Regina EY Kim, Min-Woo Lee, Yeong Sim Choe, Hyeonsik Yang, Ji Yeon Lee, Jung Hyeon Yong, Donghyeon Kim, Minho Lee, Dong Woo Kang, So Yeon Jeon, Sang Joon Son, Young-Min Lee, Hyun Kook Lim, Hye Weon Kim Alzheimer's Association | 발행연도 2023.12.25


Multi-modality data can achieve better classification and regression performance than the use of only the single modality data. For this reason, we observed the potential of multiple data for early dementia conversion.

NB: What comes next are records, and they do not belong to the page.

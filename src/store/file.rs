//! Simple file-backed [`CredentialStore`] that keeps a device-scoped credential across runs.

// std
use std::{
	fs::{self, File},
	io::Write,
	path::{Path, PathBuf},
};
// self
use crate::{
	_prelude::*,
	auth::{CredentialKey, TokenSecret},
	store::{CredentialStore, StoreError, StoreFuture},
};

/// Credential plus the instant it was written.
#[derive(Clone, Debug, Serialize, Deserialize)]
pub struct StoredCredential {
	/// Persisted bearer token.
	pub token: TokenSecret,
	/// When the token was last written.
	pub saved_at: OffsetDateTime,
}

type Snapshot = HashMap<CredentialKey, StoredCredential>;

/// Persists credentials to a JSON file after each mutation.
#[derive(Clone, Debug)]
pub struct FileStore {
	path: PathBuf,
	inner: Arc<RwLock<Snapshot>>,
}
impl FileStore {
	/// Opens (or creates) a store at the provided path, eagerly loading existing data.
	pub fn open(path: impl Into<PathBuf>) -> Result<Self, StoreError> {
		let path = path.into();

		Self::ensure_parent_exists(&path)?;

		let snapshot = Self::load_snapshot(&path)?;

		Ok(Self { path, inner: Arc::new(RwLock::new(snapshot)) })
	}

	/// Location of the backing file.
	pub fn path(&self) -> &Path {
		&self.path
	}

	/// Returns the stored entry (token and write instant) for `key`.
	pub fn entry(&self, key: &CredentialKey) -> Option<StoredCredential> {
		self.inner.read().get(key).cloned()
	}

	fn load_snapshot(path: &Path) -> Result<Snapshot, StoreError> {
		if !path.exists() {
			return Ok(HashMap::new());
		}

		let metadata = path.metadata().map_err(|e| StoreError::Backend {
			message: format!("Failed to inspect {}: {e}", path.display()),
		})?;

		if metadata.len() == 0 {
			return Ok(HashMap::new());
		}

		let bytes = fs::read(path).map_err(|e| StoreError::Backend {
			message: format!("Failed to read {}: {e}", path.display()),
		})?;
		let entries: Vec<(CredentialKey, StoredCredential)> =
			serde_json::from_slice(&bytes).map_err(|e| StoreError::Serialization {
				message: format!("Failed to parse {}: {e}", path.display()),
			})?;

		Ok(entries.into_iter().collect())
	}

	fn ensure_parent_exists(path: &Path) -> Result<(), StoreError> {
		if let Some(parent) = path.parent().filter(|p| !p.as_os_str().is_empty()) {
			fs::create_dir_all(parent).map_err(|e| StoreError::Backend {
				message: format!("Failed to create store directory {}: {e}", parent.display()),
			})?;
		}

		Ok(())
	}

	fn persist_locked(&self, contents: &Snapshot) -> Result<(), StoreError> {
		Self::ensure_parent_exists(&self.path)?;

		let snapshot: Vec<_> = contents.iter().collect();
		let serialized =
			serde_json::to_vec_pretty(&snapshot).map_err(|e| StoreError::Serialization {
				message: format!("Failed to serialize credential snapshot: {e}"),
			})?;
		let mut tmp_path = self.path.clone();

		tmp_path.set_extension("tmp");

		{
			let mut file = File::create(&tmp_path).map_err(|e| StoreError::Backend {
				message: format!("Failed to create {}: {e}", tmp_path.display()),
			})?;

			file.write_all(&serialized).map_err(|e| StoreError::Backend {
				message: format!("Failed to write {}: {e}", tmp_path.display()),
			})?;
			file.sync_all().map_err(|e| StoreError::Backend {
				message: format!("Failed to sync {}: {e}", tmp_path.display()),
			})?;
		}

		fs::rename(&tmp_path, &self.path).map_err(|e| StoreError::Backend {
			message: format!("Failed to replace {}: {e}", self.path.display()),
		})
	}
}
impl CredentialStore for FileStore {
	fn load<'a>(&'a self, key: &'a CredentialKey) -> StoreFuture<'a, Option<TokenSecret>> {
		Box::pin(async move { Ok(self.inner.read().get(key).map(|entry| entry.token.clone())) })
	}

	fn save<'a>(&'a self, key: &'a CredentialKey, token: TokenSecret) -> StoreFuture<'a, ()> {
		Box::pin(async move {
			let mut guard = self.inner.write();
			let mut next = guard.clone();

			next.insert(key.clone(), StoredCredential { token, saved_at: OffsetDateTime::now_utc() });
			self.persist_locked(&next)?;
			*guard = next;

			Ok(())
		})
	}

	fn remove<'a>(&'a self, key: &'a CredentialKey) -> StoreFuture<'a, Option<TokenSecret>> {
		Box::pin(async move {
			let mut guard = self.inner.write();

			if !guard.contains_key(key) {
				return Ok(None);
			}

			let mut next = guard.clone();
			let removed = next.remove(key);

			self.persist_locked(&next)?;
			*guard = next;

			Ok(removed.map(|entry| entry.token))
		})
	}
}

In this study, the conversion group was defined as cases where MCI patients converted to dementia between 2 and 4 years, and T1-weighted, T2 FLAIR, and Amyloid PET images were acquired from 4 domestic hospitals and ADNI. 114 volume features, WMH volume, and Fazekas scale were acquired from T1, T2 FLAIR images, and SUVR was calculated from amyloid PET. In addition to image features, age, sex, MMSE, and ApoE genotype were used. The 206 cases dataset was divided in a stratified way into a training set (80%) and testing set (20%), keeping the sample percentage of each class in both sets. We wanted to check the performance of each model on our dataset. The models used for this purpose were Decision Tree (DT), Random Forest (RF), Support Vector Machine (SVM), Linear Regression Classifier (LR), Gradient Boosting Model (GBM), Extreme Gradient Boosting (XGB). We trained and tuned each model, set up a grid search through hyperparameters to select a model that generalized well. The metrics used to evaluate model performance were BA, SE, SP, and AUC.

Table 2 and 3 present the obtained results of all ML models for the two-class classification task using 10-fold cross-validation and testing. In the case of 10-fold cross-validation, the model with highest mean BA was the SV model with 0.927. However, in the case of testing, we can see in Table 3 that the model with the highest BA, SE, and SP obtained was the GBM model, which was 0.917, 0.900, and 0.933, respectively. When ensemble was performed using the top3 models, BA, SE, SP, and AUC of the ensemble model were 0.917, 0.900, 0.933, and 0.963, respectively.

Muti-modal neuroimaging features with minimal demographic information showed reliable results in predicting the converters and non-converters between 2 and 4 years. This study suggests it could be utilized for future clinical trials to provide a high-risk group for dementia conversion in advance.